_Exercise prompt_
Up to and including the final line, retype each line of the records below, starting with the one that contains "pub use config::SmgOptions;".

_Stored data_
+ + + + +
//! Symbolic Memory Graph core
//!
//! Heap-abstraction layer of a static program verifier. A graph value
//! represents, at one program point, the set of all concrete memory
//! states still considered possible — including unboundedly long linked
//! structures collapsed into finite abstracted list segments.
//!
//! ## Components
//!
//! - [`domain`] — immutable descriptors: objects (regions and list
//!   segments), values, the two edge kinds, target specifiers
//! - [`graph::Smg`] — the persistent graph with all structural
//!   operations; every mutator returns a new graph sharing unchanged
//!   structure, so snapshots are free to hand to concurrent readers
//! - [`consistency`] — whole-graph invariant audit for debug builds
//! - [`nequality`] — sound-but-incomplete proof that two addresses can
//!   never be equal
//! - [`join`] — structural placeholder for the two-heap merge
//!
//! ## Example
//!
//! ```
//! use smg_core::{Smg, SmgObject, SmgObjectId, SmgValueId, ReadResult};
//!
//! let object = SmgObjectId(1);
//! let smg = Smg::default()
//!     .copy_and_add_object(SmgObject::region(object, 256))
//!     .unwrap();
//! let smg = smg.write_value(object, 0, 256, SmgValueId::ZERO).unwrap();
//! let (smg, result) = smg.read_value(object, 64, 64).unwrap();
//! assert_eq!(result, ReadResult::Value(SmgValueId::ZERO));
//! # let _ = smg;
//! ```

pub mod config;
pub mod consistency;
pub mod domain;
pub mod errors;
pub mod graph;
pub mod join;
pub mod nequality;

pub use config::SmgOptions;
pub use domain::{
    HasValueEdge, PointsToEdge, SmgObject, SmgObjectId, SmgObjectKind, SmgValue, SmgValueId,
    TargetSpecifier,
};
pub use errors::{Result, SmgError};
pub use graph::{NestingShift, ReadResult, Smg};
pub use join::{JoinStatus, SmgJoin};
pub use nequality::prove_inequality;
+ + + + +
_Task output_
pub use config::SmgOptions;
pub use domain::{
    HasValueEdge, PointsToEdge, SmgObject, SmgObjectId, SmgObjectKind, SmgValue, SmgValueId,
    TargetSpecifier,
};
pub use errors::{Result, SmgError};
pub use graph::{NestingShift, ReadResult, Smg};
pub use join::{JoinStatus, SmgJoin};
pub use nequality::prove_inequality;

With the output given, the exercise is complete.